The HCR-20 is a clinical risk assessment tool born out of the need to maximize the benefits of using the latest research in predicting violence with the experience of forensic practitioners who routinely assess risks in clinical settings. The goal of the instrument was to lay an effective foundation for completing risk assessments while keeping in mind time pressures and pragmatic obstacles faced by clinicians in clinical settings.
The instrument is divided into 3 sections.
- Historical: includes a review of the person's index offense; criminal, psychiatric, family, school, and vocational background; and other relevant historical information.
- Clinical: entails a description of the person's state of mind at the time of the incident or offense, as well as current diagnostic symptoms and other clinical factors that bear on risk.
- Risk management: suggests a treatment plan and gives indication of what services and supports must be available to the individual if risk or violence is to be managed within acceptable bounds.
Violence risk assessment is based on a manageable number of test items rooted in evidence-based knowledge and organized around a few important cross-disciplinary ideas. The items are defined precisely enough for testing but written so as to invite efficient application to a variety of issues and settings that contain a high proportion of persons with histories of violence and a strong suggestion of mental illness or personality disorder (eg, forensic psychology or psychiatry, parole, or correctional environments).
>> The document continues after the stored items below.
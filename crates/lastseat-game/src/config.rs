//! Game configuration.

use std::time::Duration;

use serde::{Deserialize, Serialize};

use crate::{GameError, PlayerId};

/// Configuration for one simulation run.
///
/// The timing knobs exist for tests and demos; the defaults give a watchable
/// game at human pace. Timing never affects correctness, only which
/// participant ends up standing.
#[derive(Debug, Clone, Serialize, Deserialize)]
pub struct GameConfig {
    /// Number of participants. At least 2.
    pub players: u32,

    /// How long the arbiter keeps the claim window open before resolving the
    /// round without waiting for stragglers.
    pub claim_window: Duration,

    /// Upper bound on a single participant's wait for a seat.
    pub claim_timeout: Duration,

    /// Per-participant delay between hearing the music stop and going for a
    /// seat, indexed by player id. Missing entries mean no delay.
    pub reactions: Vec<Duration>,
}

impl Default for GameConfig {
    fn default() -> Self {
        Self {
            players: 4,
            claim_window: Duration::from_secs(1),
            claim_timeout: Duration::from_millis(500),
            reactions: Vec::new(),
        }
    }
}

impl GameConfig {
    /// Largest roster the simulation accepts.
    pub const MAX_PLAYERS: u32 = 1024;

    /// A config for `players` participants with default timing.
    pub fn with_players(players: u32) -> Self {
        Self { players, ..Self::default() }
    }

    /// Validates and normalizes the config.
    ///
    /// `players` must be in `2..=MAX_PLAYERS`; reaction entries beyond the
    /// roster are dropped.
    pub fn validated(mut self) -> Result<Self, GameError> {
        if self.players < 2 {
            return Err(GameError::InvalidConfig(format!(
                "need at least 2 players, got {}",
                self.players
            )));
        }
        if self.players > Self::MAX_PLAYERS {
            return Err(GameError::InvalidConfig(format!(
                "at most {} players supported, got {}",
                Self::MAX_PLAYERS,
                self.players
            )));
        }
        self.reactions.truncate(self.players as usize);
        Ok(self)
    }

    /// Seat capacity of the first round: one fewer than the players.
    pub fn initial_seats(&self) -> u32 {
        self.players.saturating_sub(1)
    }

    /// The reaction delay for `player`. Zero when not configured.
    pub fn reaction(&self, player: PlayerId) -> Duration {
        self.reactions
            .get(player.index())
            .copied()
            .unwrap_or(Duration::ZERO)
    }
}
//! Music timing: how long each round's music plays.
//!
//! Timing is a collaborator the arbiter calls into, not part of the
//! synchronization design, so it sits behind a trait. Production runs use
//! [`RandomMusic`]; tests swap in [`FixedMusic`] and a paused clock to make
//! whole games deterministic.

use std::time::Duration;

use rand::Rng;

/// Supplies the duration the music plays before a round's claim window
/// opens.
pub trait MusicSource: Send {
    /// Play time for `round`. Rounds count from 1.
    fn play_time(&mut self, round: u64) -> Duration;
}

/// Uniformly random play time in `min..=max`.
///
/// The default range is the classic parlor pacing of one to three seconds.
#[derive(Debug, Clone)]
pub struct RandomMusic {
    min: Duration,
    max: Duration,
}

impl RandomMusic {
    /// A source drawing uniformly from `min..=max`. Reversed bounds are
    /// swapped rather than rejected.
    pub fn new(min: Duration, max: Duration) -> Self {
        if min <= max {
            Self { min, max }
        } else {
            Self { min: max, max: min }
        }
    }
}

impl Default for RandomMusic {
    fn default() -> Self {
        Self::new(Duration::from_secs(1), Duration::from_secs(3))
    }
}

impl MusicSource for RandomMusic {
    fn play_time(&mut self, _round: u64) -> Duration {
        let lo = self.min.as_millis() as u64;
        let hi = self.max.as_millis() as u64;
        Duration::from_millis(rand::rng().random_range(lo..=hi))
    }
}

/// The same play time every round.
#[derive(Debug, Clone, Copy)]
pub struct FixedMusic(pub Duration);

impl MusicSource for FixedMusic {
    fn play_time(&mut self, _round: u64) -> Duration {
        self.0
    }
}
/// Convert an accumulator into net reward and annualized return.
///
/// The annualized return is `net / voting_power * 365`, or `0` when the net reward is zero.
pub fn compute_return(
    acc: &ValidatorRewardAccumulator,
    voting_power: &BigDecimal,
    reference_denom: &str,
    prices: &Prices,
) -> Result<ReturnComputation, MathError> {
    let mut unpriced = BTreeSet::new();
    let reward = reference_total(&acc.reward_by_denom, reference_denom, prices, &mut unpriced);
    let commission = reference_total(&acc.commission_by_denom, reference_denom, prices, &mut unpriced);
    if !unpriced.is_empty() {
        warn!(operator = %acc.operator_address, denoms = ?unpriced, "unpriced denoms left out");
    }
    let net = &reward - &commission;
    let annualized = if net.is_zero() {
        BigDecimal::zero()
    } else {
        math::div_dec(&net, voting_power)? * BigDecimal::from(365)
    };
    Ok(ReturnComputation {
        operator_address: acc.operator_address.clone(),
        reward: math::format(&reward),
        commission: math::format(&commission),
        net_reward_luna: math::format(&net),
        annualized_return: math::format(&annualized),
        unpriced_denoms: unpriced.into_iter().collect(),
    })
}

/// One row of the rolling per-day return table.
#[derive(Clone, Debug, PartialEq, Serialize, Deserialize)]
#[serde(rename_all = "camelCase")]
pub struct ValidatorReturnInfo {
    pub operator_address: String,
    #[serde(with = "time::serde::rfc3339")]
    pub timestamp: OffsetDateTime,
    pub reward: String,
    pub commission: String,
    pub avg_voting_power: String,
}

/// Trailing-window return summary.
#[derive(Clone, Debug, PartialEq, Serialize, Deserialize)]
#[serde(rename_all = "camelCase")]
pub struct ValidatorReturn {
    pub operator_address: String,
    pub net_reward_luna: String,
    pub annualized_return: String,
    pub is_new_validator: bool,
}

/// `Σ((reward − commission) / avg_voting_power) · 365 / count` over rows with positive voting
/// power. A validator with `max_new_samples` or fewer such rows is new.
pub fn window_return(operator: &str, rows: &[ValidatorReturnInfo], max_new_samples: usize) -> ValidatorReturn {
    let mut net_total = BigDecimal::zero();
    let mut ratio_sum = BigDecimal::zero();
    let mut count = 0usize;
    for row in rows {
        let parsed = math::parse(&row.reward)
            .and_then(|r| math::parse(&row.commission).map(|c| r - c))
            .and_then(|net| math::parse(&row.avg_voting_power).map(|vp| (net, vp)));
        let (net, vp) = match parsed {
            Ok(v) => v,
            Err(e) => {
                warn!(%operator, error = %e, "skipping return row");
                continue;
            }
        };
        if vp <= BigDecimal::zero() {
            continue;
        }
        if let Ok(ratio) = math::div_dec(&net, &vp) {
            ratio_sum += ratio;
            net_total += net;
            count += 1;
        }
    }
    if count == 0 {
        return ValidatorReturn {
            operator_address: operator.to_string(),
            net_reward_luna: "0".into(),
            annualized_return: "0".into(),
            is_new_validator: true,
        };
    }
    let annual = ratio_sum * BigDecimal::from(365) / BigDecimal::from(count as u64);
    ValidatorReturn {
        operator_address: operator.to_string(),
        net_reward_luna: math::format(&net_total),
        annualized_return: math::format(&annual),
        is_new_validator: count <= max_new_samples,
    }
}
The summary stipulates time periods for which the assessment results are intended to hold, how the prediction might vary with altered situational circumstances, and base rates of violence in pertinent samples.
The HCR-20 consists of a checklist of 20 items: 10 historical factors, which are weighted as heavily as the 5 present clinical variables, and 5 future risk management issues (Table 1). Of the individual items, substance abuse and psychopathy are most strongly correlated with violence. Violence includes verbal aggression, self-directed aggression, and aggression toward others and objects.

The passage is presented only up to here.